Task details: State how many lines in these records contain the word "lock", and nothing else.

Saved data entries
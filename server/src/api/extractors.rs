//! Path and validation extractors for API routes

use std::ops::Deref;

use axum::Json;
use axum::extract::rejection::{JsonRejection, PathRejection, QueryRejection};
use axum::extract::{FromRequest, FromRequestParts, Path, Query, Request};
use axum::http::StatusCode;
use axum::http::request::Parts;
use axum::response::{IntoResponse, Response};
use serde::Deserialize;
use serde::de::DeserializeOwned;
use validator::Validate;

/// Maximum length for resource IDs in paths
pub const MAX_ID_LENGTH: usize = 256;

/// Validate generic ID length
pub fn is_valid_id(id: &str) -> bool {
    !id.is_empty() && id.len() <= MAX_ID_LENGTH
}

#[derive(Debug, Deserialize)]
struct IdPathRaw {
    id: String,
}

/// Validated `{id}` path extractor.
///
/// Returns a 400 Bad Request if the segment is empty or too long.
#[derive(Debug)]
pub struct IdPath {
    pub id: String,
}

impl<S> FromRequestParts<S> for IdPath
where
    S: Send + Sync,
{
    type Rejection = ValidationRejection;

    async fn from_request_parts(parts: &mut Parts, state: &S) -> Result<Self, Self::Rejection> {
        let Path(raw) = Path::<IdPathRaw>::from_request_parts(parts, state)
            .await
            .map_err(ValidationRejection::Path)?;

        if !is_valid_id(&raw.id) {
            return Err(ValidationRejection::InvalidId);
        }

        Ok(Self { id: raw.id })
    }
}

/// Validation rejection with structured error response
pub enum ValidationRejection {
    /// Failed to parse path parameters
    Path(PathRejection),
    /// Invalid id format
    InvalidId,
    /// Failed to parse query string
    Query(QueryRejection),
    /// Failed to parse JSON body
    Json(JsonRejection),
    /// Validation constraints not satisfied
    Validation(validator::ValidationErrors),
}

impl IntoResponse for ValidationRejection {
    fn into_response(self) -> Response {
        let (code, message) = match self {
            Self::Path(rejection) => ("PATH_PARSE_ERROR", rejection.body_text()),
            Self::InvalidId => (
                "INVALID_ID",
                format!("Invalid id: must be 1-{} characters", MAX_ID_LENGTH),
            ),
            Self::Query(rejection) => ("QUERY_PARSE_ERROR", rejection.body_text()),
            Self::Json(rejection) => ("JSON_PARSE_ERROR", rejection.body_text()),
            Self::Validation(errors) => ("VALIDATION_ERROR", format_validation_errors(&errors)),
        };
        (
            StatusCode::BAD_REQUEST,
            Json(serde_json::json!({
                "error": message,
                "code": code,
            })),
        )
            .into_response()
    }
}

fn format_validation_errors(errors: &validator::ValidationErrors) -> String {
    let mut messages = errors
        .field_errors()
        .iter()
        .flat_map(|(field, errs)| {
            errs.iter().map(move |e| {
                e.message
                    .as_ref()
                    .map(|m| m.to_string())
                    .unwrap_or_else(|| format!("{}: validation failed", field))
            })
        })
        .collect::<Vec<_>>();
    messages.sort();
    messages.join("; ")
}

/// Query extractor with automatic validation.
#[derive(Debug)]
pub struct ValidatedQuery<T>(pub T);

impl<T> Deref for ValidatedQuery<T> {
    type Target = T;

    fn deref(&self) -> &Self::Target {
        &self.0
    }
}

impl<S, T> FromRequestParts<S> for ValidatedQuery<T>
where
    S: Send + Sync,
    T: DeserializeOwned + Validate,
{
    type Rejection = ValidationRejection;

    async fn from_request_parts(parts: &mut Parts, state: &S) -> Result<Self, Self::Rejection> {
        let Query(value) = Query::<T>::from_request_parts(parts, state)
            .await
            .map_err(ValidationRejection::Query)?;
        value.validate().map_err(ValidationRejection::Validation)?;
        Ok(Self(value))
    }
}

/// JSON body extractor with automatic validation.
///
/// Deserializes the body and runs the `validator` rules on it. Parse and
/// validation failures both answer 400.
#[derive(Debug)]
pub struct ValidatedJson<T>(pub T);

impl<T> Deref for ValidatedJson<T> {
    type Target = T;

    fn deref(&self) -> &Self::Target {
        &self.0
    }
}

impl<S, T> FromRequest<S> for ValidatedJson<T>
where
    S: Send + Sync,
    T: DeserializeOwned + Validate,
{
    type Rejection = ValidationRejection;

    async fn from_request(req: Request, state: &S) -> Result<Self, Self::Rejection> {
        let Json(value) = Json::<T>::from_request(req, state)
            .await
            .map_err(ValidationRejection::Json)?;
        value.validate().map_err(ValidationRejection::Validation)?;
        Ok(Self(value))
    }
}

#[cfg(test)]
mod tests {
    use super::*;

    #[test]
    fn test_is_valid_id() {
        assert!(is_valid_id("abc"));
        assert!(!is_valid_id(""));
        assert!(!is_valid_id(&"x".repeat(MAX_ID_LENGTH + 1)));
    }

    #[derive(Debug, Deserialize, Validate)]
    struct Sample {
        #[validate(range(min = 1, max = 5, message = "n must be between 1 and 5"))]
        n: u32,
    }

    #[test]
    fn test_format_validation_errors_uses_messages() {
        let errors = Sample { n: 9 }.validate().unwrap_err();
        assert_eq!(format_validation_errors(&errors), "n must be between 1 and 5");
    }
}
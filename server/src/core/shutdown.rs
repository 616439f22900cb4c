//! Centralized shutdown management

use std::sync::Arc;
use std::time::Duration;

use tokio::sync::{Mutex, watch};
use tokio::task::JoinHandle;

use super::constants::SHUTDOWN_TIMEOUT_SECS;
use crate::data::TransactionalService;

/// Centralized shutdown service for coordinating graceful shutdown
#[derive(Clone)]
pub struct ShutdownService {
    tx: Arc<watch::Sender<bool>>,
    rx: watch::Receiver<bool>,
    handles: Arc<Mutex<Vec<JoinHandle<()>>>>,
    database: Arc<TransactionalService>,
}

impl ShutdownService {
    pub fn new(database: Arc<TransactionalService>) -> Self {
        let (tx, rx) = watch::channel(false);
        Self {
            tx: Arc::new(tx),
            rx,
            handles: Arc::new(Mutex::new(Vec::new())),
            database,
        }
    }

    /// Register a background task handle to be awaited during shutdown
    pub async fn register(&self, handle: JoinHandle<()>) {
        self.handles.lock().await.push(handle);
    }

    /// Subscribe to shutdown signal
    pub fn subscribe(&self) -> watch::Receiver<bool> {
        self.rx.clone()
    }

    /// Trigger shutdown
    pub fn trigger(&self) {
        let _ = self.tx.send(true);
    }

    /// Check if shutdown was triggered
    pub fn is_triggered(&self) -> bool {
        *self.rx.borrow()
    }

    /// Trigger shutdown and wait for all registered tasks to complete
    ///
    /// Background tasks are drained first, then the database is
    /// checkpointed and closed.
    pub async fn shutdown(&self) {
        tracing::debug!("Initiating graceful shutdown...");
        self.trigger();

        let handles = std::mem::take(&mut *self.handles.lock().await);
        tracing::debug!(
            count = handles.len(),
            "Waiting for background tasks to finish..."
        );

        let timeout = Duration::from_secs(SHUTDOWN_TIMEOUT_SECS);
        match tokio::time::timeout(timeout, futures::future::join_all(handles)).await {
            Ok(_) => tracing::debug!("All background tasks completed"),
            Err(_) => tracing::warn!(
                timeout_secs = timeout.as_secs(),
                "Timeout waiting for background tasks"
            ),
        }

        tracing::debug!("Closing database connections...");
        if let Err(e) = self.database.checkpoint().await {
            tracing::warn!("SQLite checkpoint failed: {}", e);
        }
        self.database.close().await;

        tracing::debug!("Shutdown complete");
    }

    /// Wait for shutdown signal (for use with axum graceful shutdown)
    /// Returns an owned future that can be passed to graceful_shutdown
    pub fn wait(&self) -> impl std::future::Future<Output = ()> + Send + 'static {
        let mut rx = self.rx.clone();
        async move {
            let _ = rx.wait_for(|&v| v).await;
        }
    }

    /// Install OS signal handlers and auto-trigger on Ctrl+C/SIGTERM
    ///
    /// A handler that cannot be installed is logged and never fires; the
    /// other one still works.
    pub fn install_signal_handlers(&self) {
        let service = self.clone();
        tokio::spawn(async move {
            let ctrl_c = async {
                if let Err(e) = tokio::signal::ctrl_c().await {
                    tracing::warn!(error = %e, "Failed to install Ctrl+C handler");
                    std::future::pending::<()>().await;
                }
            };

            #[cfg(unix)]
            let terminate = async {
                match tokio::signal::unix::signal(tokio::signal::unix::SignalKind::terminate()) {
                    Ok(mut signal) => {
                        signal.recv().await;
                    }
                    Err(e) => {
                        tracing::warn!(error = %e, "Failed to install SIGTERM handler");
                        std::future::pending::<()>().await;
                    }
                }
            };

            #[cfg(not(unix))]
            let terminate = std::future::pending::<()>();

            tokio::select! {
                _ = ctrl_c => tracing::debug!("Received Ctrl+C, shutting down"),
                _ = terminate => tracing::debug!("Received SIGTERM, shutting down"),
            }

            service.trigger();
        });
    }
}

#[cfg(test)]
mod tests {
    use super::*;
    use crate::core::storage::AppStorage;

    async fn make_shutdown() -> (ShutdownService, tempfile::TempDir) {
        let temp_dir = tempfile::tempdir().unwrap();
        let storage = AppStorage::init_for_test(temp_dir.path().join("data")).await;
        let database = Arc::new(TransactionalService::init(&storage).await.unwrap());
        (ShutdownService::new(database), temp_dir)
    }

    #[tokio::test]
    async fn test_shutdown_not_triggered_initially() {
        let (shutdown, _dir) = make_shutdown().await;
        assert!(!shutdown.is_triggered());
    }

    #[tokio::test]
    async fn test_shutdown_trigger() {
        let (shutdown, _dir) = make_shutdown().await;
        shutdown.trigger();
        assert!(shutdown.is_triggered());
    }

    #[tokio::test]
    async fn test_shutdown_wait_returns_after_trigger() {
        let (shutdown, _dir) = make_shutdown().await;
        let handle = tokio::spawn(shutdown.wait());

        tokio::task::yield_now().await;
        shutdown.trigger();

        tokio::time::timeout(Duration::from_millis(100), handle)
            .await
            .unwrap()
            .unwrap();
    }

    #[tokio::test]
    async fn test_shutdown_drains_registered_tasks() {
        let (shutdown, _dir) = make_shutdown().await;
        let mut rx = shutdown.subscribe();
        let (done_tx, done_rx) = tokio::sync::oneshot::channel();
        shutdown
            .register(tokio::spawn(async move {
                let _ = rx.wait_for(|&v| v).await;
                let _ = done_tx.send(());
            }))
            .await;

        shutdown.shutdown().await;
        assert!(done_rx.await.is_ok());
    }

    #[tokio::test]
    async fn test_subscriber_receives_shutdown() {
        let (shutdown, _dir) = make_shutdown().await;
        let rx = shutdown.subscribe();

        assert!(!*rx.borrow());
        shutdown.trigger();
        assert!(*rx.borrow());
    }
}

Final answer: 2